Estimated to be over a million years old and 10,000-15,000 light-years away, this object in our galaxy was first classified as a supernova remnant radio by CSIRO radio astronomer Eric R. Hill in 1967 based on observations by CSIRO Parkes Spyglass, Muriyan.
A supernova remnant (SNR) is the remnant of a powerful explosion of a dying star. The material ejected from the explosion slid outward at supersonic speeds into the surrounding interstellar medium, sweeping away gas and any matter it encountered along the way, compressing and heating it in the process.
In addition, the shock wave compresses the interstellar magnetic field. The emissions we see in the radio image of G261.9+5.5 come from high-energy electrons trapped in these compressed fields. They contain information about the history of the exploding star and the surrounding interstellar medium.
The structure of this remnant revealed in the deep ASKAP radio images opens up the possibility to study the physical properties of this remnant and the interstellar medium, such as the magnetic field and high-energy electron density, in unprecedented detail.
Let the supercomputer go through its paces
The image of SNR G261.9+05.5 may look pretty, but the processing of data from the ASKAP astronomical survey is also a great way to stress test supercomputer systems, both hardware and processing software.
We use the dataset of supernova remnants for our initial tests, as its complex features increase processing challenges.
Even data processing with supercomputers is a complex job, and different processing modes raise various potential problems. For example, SNR’s images are made by combining data collected at hundreds of different frequencies (or colors, if you will), allowing us to obtain a composite view of an object.
But there are also treasure troves of information hidden in each frequency. Extracting this information typically requires making images at each frequency, requiring more computational resources and more digital space to store.
While Setonix has the resources to do such intensive processing, a key challenge is establishing the stability of the supercomputer while processing such a large amount of data day in and day out.

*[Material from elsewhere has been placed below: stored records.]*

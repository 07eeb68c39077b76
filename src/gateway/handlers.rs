//! HTTP handlers
//!
//! - [`history`] - `GET /` trade history
//! - [`health`] - `GET /health`

pub mod health;
pub mod history;

pub use health::health_check;
pub use history::{HistoryQuery, trading_history};
use std::sync::Arc;

use chrono::Utc;
use tracing::{error, info};

use super::error::FetchError;
use super::range::resolve_range;
use super::{TradeList, TradeSource};

/// Fetch layer: resolves the requested window and queries the upstream for
/// one account, always asking it to refresh its trade history first.
pub struct HistoryFetcher {
    source: Arc<dyn TradeSource>,
    account_id: String,
    history_start: String,
}

impl HistoryFetcher {
    pub fn new(
        source: Arc<dyn TradeSource>,
        account_id: impl Into<String>,
        history_start: impl Into<String>,
    ) -> Self {
        Self {
            source,
            account_id: account_id.into(),
            history_start: history_start.into(),
        }
    }

    pub async fn fetch_history(
        &self,
        start_time: Option<&str>,
        end_time: Option<&str>,
    ) -> Result<TradeList, FetchError> {
        let range = resolve_range(start_time, end_time, &self.history_start, Utc::now());

        info!(
            "Fetching trading history from {} to {}",
            range.start_time, range.end_time
        );

        self.source
            .get_account_trades(&self.account_id, &range.start_time, &range.end_time, true)
            .await
            .map_err(|e| {
                error!("Error fetching trading history: {}", e);
                FetchError::from(e)
            })
    }
}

The key to this quick first demonstration was the close collaboration between the Pawsey Center and members of the ASKAP Scientific Data Processing team. Our teamwork allows us all to better understand these challenges and find solutions quickly.
For example, these results mean that we will be able to mine more information from the ASKAP data.
More to come
But this is only the first of two installation phases for Setonix, the second of which is expected to be completed later this year.
This will allow data teams to process large amounts of data from many projects in a very short period of time. In turn, it will not only allow researchers to better understand our universe, but will undoubtedly uncover new objects hidden in the radio sky. Setonix will open up many possibilities by enabling us to explore a wide range of scientific questions in a much shorter period of time.
This increase in computing power will benefit not only ASKAP, but all Australian researchers in science and engineering who have access to Setonix.
While the supercomputer is fully operational, ASKAP is ramping up, and it is currently wrapping up a series of pilot surveys and will soon conduct a larger, deeper survey of the sky.
The supernova remnant is just one of many features we’re revealing right now, and we can expect more stunning images, as well as the discovery of many new objects, to come.
CSIRO Research Scientist Wasim Raja and Pascal Jahan Elahi, Supercomputing Applications Specialist, CSIRO’s Passi Centre for Supercomputing Research.